§ **What to do**
Reproduce the entries shown below only from the line with "filename src/interfaces/csv/request_writer.rs" down to the line with "self.writer.flush()?;", keeping both end lines and copying each one exactly.

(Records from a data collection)
►

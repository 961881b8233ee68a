use crate::domain::actor::{Role, UserId};
use crate::domain::geo::{GeoPoint, ProviderPosition};
use crate::error::{DispatchError, Result};
use crate::infrastructure::in_memory::InMemoryDirectory;
use serde::Deserialize;
use std::io::Read;

/// A row of `user,role,lat,lng,available,rating`. Position columns only
/// apply to providers.
#[derive(Debug, Clone, PartialEq, Deserialize)]
pub struct DirectoryEntry {
    pub user: u32,
    pub role: Role,
    pub lat: Option<f64>,
    pub lng: Option<f64>,
    pub available: Option<bool>,
    pub rating: Option<f64>,
}

impl DirectoryEntry {
    /// The provider's position, or `None` for customers and admins.
    pub fn position(&self) -> Result<Option<ProviderPosition>> {
        if self.role != Role::Provider {
            return Ok(None);
        }
        let (Some(lat), Some(lng)) = (self.lat, self.lng) else {
            return Err(DispatchError::ValidationError(format!(
                "Provider {} needs lat and lng",
                self.user
            )));
        };
        Ok(Some(ProviderPosition {
            provider_id: UserId(self.user),
            location: GeoPoint::new(lat, lng)?,
            available: self.available.unwrap_or(true),
            active: true,
            rating: self.rating.unwrap_or(0.0),
        }))
    }
}

/// Reads actors and provider positions from a CSV source.
pub struct DirectoryReader<R: Read> {
    reader: csv::Reader<R>,
}

impl<R: Read> DirectoryReader<R> {
    pub fn new(source: R) -> Self {
        let reader = csv::ReaderBuilder::new()
            .trim(csv::Trim::All)
            .flexible(true)
            .from_reader(source);
        Self { reader }
    }

    pub fn entries(self) -> impl Iterator<Item = Result<DirectoryEntry>> {
        self.reader
            .into_deserialize()
            .map(|result| result.map_err(DispatchError::from))
    }

    /// Loads every row into `directory`. Bad rows are logged and skipped;
    /// returns how many were loaded.
    pub async fn load_into(self, directory: &InMemoryDirectory) -> usize {
        let mut loaded = 0;
        for entry in self.entries() {
            let entry = match entry {
                Ok(entry) => entry,
                Err(e) => {
                    tracing::warn!(error = %e, "Skipping unreadable directory row");
                    continue;
                }
            };
            match entry.position() {
                Ok(Some(position)) => directory.upsert_provider(position).await,
                Ok(None) => directory.register(UserId(entry.user), entry.role).await,
                Err(e) => {
                    tracing::warn!(user = entry.user, error = %e, "Skipping directory row");
                    continue;
                }
            }
            loaded += 1;
        }
        loaded
    }
}
use crate::domain::actor::Actor;
use crate::domain::ids::RequestId;
use crate::domain::ports::{ProviderDirectoryRef, RequestStoreRef, ReviewStoreRef};
use crate::domain::request::RequestStatus;
use crate::domain::review::{Review, Stars};
use crate::error::{DispatchError, Result};
use chrono::Utc;

#[derive(Clone)]
pub struct ReviewService {
    requests: RequestStoreRef,
    reviews: ReviewStoreRef,
    providers: ProviderDirectoryRef,
}

impl ReviewService {
    pub fn new(
        requests: RequestStoreRef,
        reviews: ReviewStoreRef,
        providers: ProviderDirectoryRef,
    ) -> Self {
        Self {
            requests,
            reviews,
            providers,
        }
    }

    /// Stores the customer's review of a completed request and feeds the
    /// stars into the provider's rating. One review per request.
    pub async fn submit(
        &self,
        request_id: RequestId,
        actor: &Actor,
        stars: Stars,
        comment: &str,
    ) -> Result<Review> {
        let request = self
            .requests
            .get(request_id)
            .await?
            .ok_or_else(|| DispatchError::not_found("request", request_id))?;

        if actor.id != request.customer_id {
            return Err(DispatchError::Unauthorized(format!(
                "Only the customer may review request {request_id}"
            )));
        }
        if request.status != RequestStatus::Completed {
            return Err(DispatchError::ValidationError(format!(
                "Request {} is {}; only completed requests can be reviewed",
                request_id, request.status
            )));
        }
        let provider_id = request.provider_id.ok_or_else(|| {
            DispatchError::Invariant(format!("completed request {request_id} has no provider"))
        })?;

        let review = Review {
            request_id,
            customer_id: request.customer_id,
            provider_id,
            stars,
            comment: comment.trim().to_string(),
            created_at: Utc::now(),
            admin_response: None,
            responded_at: None,
        };
        if !self.reviews.insert_if_absent(review.clone()).await? {
            return Err(DispatchError::ReviewExists(request_id.to_string()));
        }

        if let Err(e) = self.providers.record_rating(provider_id, stars).await {
            tracing::warn!(%request_id, %provider_id, error = %e, "Could not update provider rating");
        }
        tracing::info!(%request_id, %provider_id, stars = stars.value(), "Review submitted");
        Ok(review)
    }

    pub async fn respond(
        &self,
        request_id: RequestId,
        actor: &Actor,
        response: &str,
    ) -> Result<Review> {
        if !actor.is_admin() {
            return Err(DispatchError::Unauthorized(format!(
                "Only an admin may respond to the review of request {request_id}"
            )));
        }
        self.reviews
            .respond(request_id, response.to_string(), Utc::now())
            .await?
            .ok_or_else(|| DispatchError::not_found("review", request_id))
    }

    pub async fn get(&self, request_id: RequestId) -> Result<Option<Review>> {
        self.reviews.get(request_id).await
    }
}

#[cfg(test)]
mod tests {
    use super::*;
    use crate::domain::actor::UserId;
    use crate::domain::geo::{GeoPoint, ProviderPosition};
    use crate::domain::ports::{ProviderDirectory, RequestStore};
    use crate::domain::request::{IssueCategory, RequestDetails, ServiceRequest};
    use crate::infrastructure::in_memory::{
        InMemoryDirectory, InMemoryRequestStore, InMemoryReviewStore,
    };
    use std::sync::Arc;

    async fn setup(status: RequestStatus) -> (ReviewService, Arc<InMemoryDirectory>, RequestId) {
        let requests = Arc::new(InMemoryRequestStore::new());
        let location = GeoPoint::new(26.91, 75.78).unwrap();
        let details = RequestDetails::new(IssueCategory::FlatTyre, location, "MI Road");
        let mut request =
            ServiceRequest::new(RequestId::new(), UserId(1), details, 10.0, Utc::now());
        request.assign(UserId(10), Utc::now());
        request.status = status;
        let id = request.id;
        requests.insert(request).await.unwrap();

        let directory = Arc::new(InMemoryDirectory::new());
        directory
            .upsert_provider(ProviderPosition {
                provider_id: UserId(10),
                location,
                available: true,
                active: true,
                rating: 0.0,
            })
            .await;

        let service = ReviewService::new(
            requests,
            Arc::new(InMemoryReviewStore::new()),
            directory.clone(),
        );
        (service, directory, id)
    }

    #[tokio::test]
    async fn test_review_once_and_feeds_rating() {
        let (reviews, directory, id) = setup(RequestStatus::Completed).await;
        let customer = Actor::customer(1);

        let review = reviews
            .submit(id, &customer, Stars::new(4).unwrap(), " quick and polite ")
            .await
            .unwrap();
        assert_eq!(review.comment, "quick and polite");

        assert!(matches!(
            reviews.submit(id, &customer, Stars::new(5).unwrap(), "").await,
            Err(DispatchError::ReviewExists(_))
        ));

        let positions = directory.positions().await.unwrap();
        assert_eq!(positions[0].rating, 4.0);
    }

    #[tokio::test]
    async fn test_review_requires_completed_and_customer() {
        let (reviews, _, id) = setup(RequestStatus::InProgress).await;
        assert!(matches!(
            reviews
                .submit(id, &Actor::customer(1), Stars::new(3).unwrap(), "")
                .await,
            Err(DispatchError::ValidationError(_))
        ));

        let (reviews, _, id) = setup(RequestStatus::Completed).await;
        assert!(matches!(
            reviews
                .submit(id, &Actor::provider(10), Stars::new(5).unwrap(), "")
                .await,
            Err(DispatchError::Unauthorized(_))
        ));
    }

    #[tokio::test]
    async fn test_admin_response() {
        let (reviews, _, id) = setup(RequestStatus::Completed).await;
        assert!(matches!(
            reviews.respond(id, &Actor::admin(900), "thanks").await,
            Err(DispatchError::NotFound { .. })
        ));

        reviews
            .submit(id, &Actor::customer(1), Stars::new(2).unwrap(), "late")
            .await
            .unwrap();
        assert!(matches!(
            reviews.respond(id, &Actor::customer(1), "hm").await,
            Err(DispatchError::Unauthorized(_))
        ));

        let answered = reviews
            .respond(id, &Actor::admin(900), "We have spoken to the provider")
            .await
            .unwrap();
        assert_eq!(
            answered.admin_response.as_deref(),
            Some("We have spoken to the provider")
        );
        assert!(reviews.respond(id, &Actor::admin(900), "again").await.is_err());
    }
}
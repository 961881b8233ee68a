use super::candidates::CandidateFinder;
use super::claim::{ClaimCoordinator, ClaimResult};
use super::conversation::ConversationBinder;
use super::lifecycle::LifecycleService;
use super::review::ReviewService;
use super::settlement::SettlementCoordinator;
use crate::config::EngineConfig;
use crate::domain::actor::{Actor, Role, UserId};
use crate::domain::conversation::{Conversation, Message, MessageKind};
use crate::domain::event::{DispatchEvent, EventKind};
use crate::domain::ids::{ConversationId, PaymentId, RequestId};
use crate::domain::money::Amount;
use crate::domain::payment::{GatewayCallback, Payment, SettlementOrder};
use crate::domain::ports::{
    ConversationStoreRef, IdentityProviderRef, PaymentGatewayRef, PaymentStoreRef,
    ProviderDirectoryRef, RequestStoreRef, ReviewStoreRef,
};
use crate::domain::request::{LifecycleEvent, RequestDetails, ServiceRequest};
use crate::domain::review::{Review, Stars};
use crate::domain::view::RequestView;
use crate::error::{DispatchError, Result};
use crate::infrastructure::event_bus::EventBus;
use crate::infrastructure::in_memory::{
    InMemoryConversationStore, InMemoryPaymentStore, InMemoryRequestStore, InMemoryReviewStore,
};
use chrono::Utc;
use std::sync::Arc;
use tokio::sync::broadcast;

/// The durable records the engine owns.
#[derive(Clone)]
pub struct Stores {
    pub requests: RequestStoreRef,
    pub conversations: ConversationStoreRef,
    pub payments: PaymentStoreRef,
    pub reviews: ReviewStoreRef,
}

impl Stores {
    pub fn in_memory() -> Self {
        Self {
            requests: Arc::new(InMemoryRequestStore::new()),
            conversations: Arc::new(InMemoryConversationStore::new()),
            payments: Arc::new(InMemoryPaymentStore::new()),
            reviews: Arc::new(InMemoryReviewStore::new()),
        }
    }
}

/// Services the engine consumes but does not own.
#[derive(Clone)]
pub struct Collaborators {
    pub identity: IdentityProviderRef,
    pub providers: ProviderDirectoryRef,
    pub gateway: PaymentGatewayRef,
}

/// The main entry point for dispatch.
///
/// `DispatchEngine` exposes one method per external operation. Each call is
/// an independent unit of work against the shared stores; the only state the
/// engine itself holds is configuration and the event bus. Callers are
/// identified by user id and resolved to an [`Actor`] through the identity
/// collaborator on every call.
pub struct DispatchEngine {
    config: EngineConfig,
    requests: RequestStoreRef,
    identity: IdentityProviderRef,
    finder: CandidateFinder,
    claims: ClaimCoordinator,
    lifecycle: LifecycleService,
    conversations: ConversationBinder,
    settlement: SettlementCoordinator,
    reviews: ReviewService,
    events: EventBus,
}
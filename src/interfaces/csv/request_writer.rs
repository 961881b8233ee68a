use crate::domain::payment::PaymentStatus;
use crate::domain::request::{RequestStatus, ServiceRequest};
use crate::error::Result;
use serde::Serialize;
use std::io::Write;

/// Final state of one scripted request, as printed by the replay.
#[derive(Debug, Clone, PartialEq, Serialize)]
pub struct RequestRow {
    pub request: String,
    pub status: RequestStatus,
    pub customer: u32,
    pub provider: Option<u32>,
    pub quotation: Option<String>,
    pub final_amount: Option<String>,
    pub payment: Option<PaymentStatus>,
}

impl RequestRow {
    pub fn new(label: &str, request: &ServiceRequest, payment: Option<PaymentStatus>) -> Self {
        Self {
            request: label.to_string(),
            status: request.status,
            customer: request.customer_id.0,
            provider: request.provider_id.map(|p| p.0),
            quotation: request.quotation.map(|a| a.to_string()),
            final_amount: request.final_amount.map(|a| a.to_string()),
            payment,
        }
    }
}

/// Writes request rows as CSV with a header line.
pub struct RequestWriter<W: Write> {
    writer: csv::Writer<W>,
}

impl<W: Write> RequestWriter<W> {
    pub fn new(sink: W) -> Self {
        Self {
            writer: csv::Writer::from_writer(sink),
        }
    }

    pub fn write_rows(&mut self, rows: impl IntoIterator<Item = RequestRow>) -> Result<()> {
        for row in rows {
            self.writer.serialize(row)?;
        }
        self.writer.flush()?;
        Ok(())
    }
}
use serde::{Deserialize, Serialize};
use std::fmt;

/// Identity of a customer, provider or administrator as issued by the
/// external identity service.
#[derive(Debug, Clone, Copy, PartialEq, Eq, Hash, PartialOrd, Ord, Serialize, Deserialize)]
#[serde(transparent)]
pub struct UserId(pub u32);

impl fmt::Display for UserId {
    fn fmt(&self, f: &mut fmt::Formatter<'_>) -> fmt::Result {
        write!(f, "{}", self.0)
    }
}

impl From<u32> for UserId {
    fn from(id: u32) -> Self {
        Self(id)
    }
}

#[derive(Debug, Clone, Copy, PartialEq, Eq, Hash, Serialize, Deserialize)]
#[serde(rename_all = "lowercase")]
pub enum Role {
    Customer,
    Provider,
    Admin,
}

impl fmt::Display for Role {
    fn fmt(&self, f: &mut fmt::Formatter<'_>) -> fmt::Result {
        let name = match self {
            Role::Customer => "customer",
            Role::Provider => "provider",
            Role::Admin => "admin",
        };
        f.write_str(name)
    }
}

/// An authenticated caller: the id plus the role the identity service
/// resolved for it.
#[derive(Debug, Clone, Copy, PartialEq, Eq)]
pub struct Actor {
    pub id: UserId,
    pub role: Role,
}

impl Actor {
    pub fn new(id: impl Into<UserId>, role: Role) -> Self {
        Self {
            id: id.into(),
            role,
        }
    }

    pub fn customer(id: impl Into<UserId>) -> Self {
        Self::new(id, Role::Customer)
    }

    pub fn provider(id: impl Into<UserId>) -> Self {
        Self::new(id, Role::Provider)
    }

    pub fn admin(id: impl Into<UserId>) -> Self {
        Self::new(id, Role::Admin)
    }

    pub fn is_admin(&self) -> bool {
        self.role == Role::Admin
    }
}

◄

§ **Exercise response**
filename src/interfaces/csv/request_writer.rs
repository 961881b8233ee68a
use crate::domain::payment::PaymentStatus;
use crate::domain::request::{RequestStatus, ServiceRequest};
use crate::error::Result;
use serde::Serialize;
use std::io::Write;

/// Final state of one scripted request, as printed by the replay.
#[derive(Debug, Clone, PartialEq, Serialize)]
pub struct RequestRow {
    pub request: String,
    pub status: RequestStatus,
    pub customer: u32,
    pub provider: Option<u32>,
    pub quotation: Option<String>,
    pub final_amount: Option<String>,
    pub payment: Option<PaymentStatus>,
}

impl RequestRow {
    pub fn new(label: &str, request: &ServiceRequest, payment: Option<PaymentStatus>) -> Self {
        Self {
            request: label.to_string(),
            status: request.status,
            customer: request.customer_id.0,
            provider: request.provider_id.map(|p| p.0),
            quotation: request.quotation.map(|a| a.to_string()),
            final_amount: request.final_amount.map(|a| a.to_string()),
            payment,
        }
    }
}

/// Writes request rows as CSV with a header line.
pub struct RequestWriter<W: Write> {
    writer: csv::Writer<W>,
}

impl<W: Write> RequestWriter<W> {
    pub fn new(sink: W) -> Self {
        Self {
            writer: csv::Writer::from_writer(sink),
        }
    }

    pub fn write_rows(&mut self, rows: impl IntoIterator<Item = RequestRow>) -> Result<()> {
        for row in rows {
            self.writer.serialize(row)?;
        }
        self.writer.flush()?;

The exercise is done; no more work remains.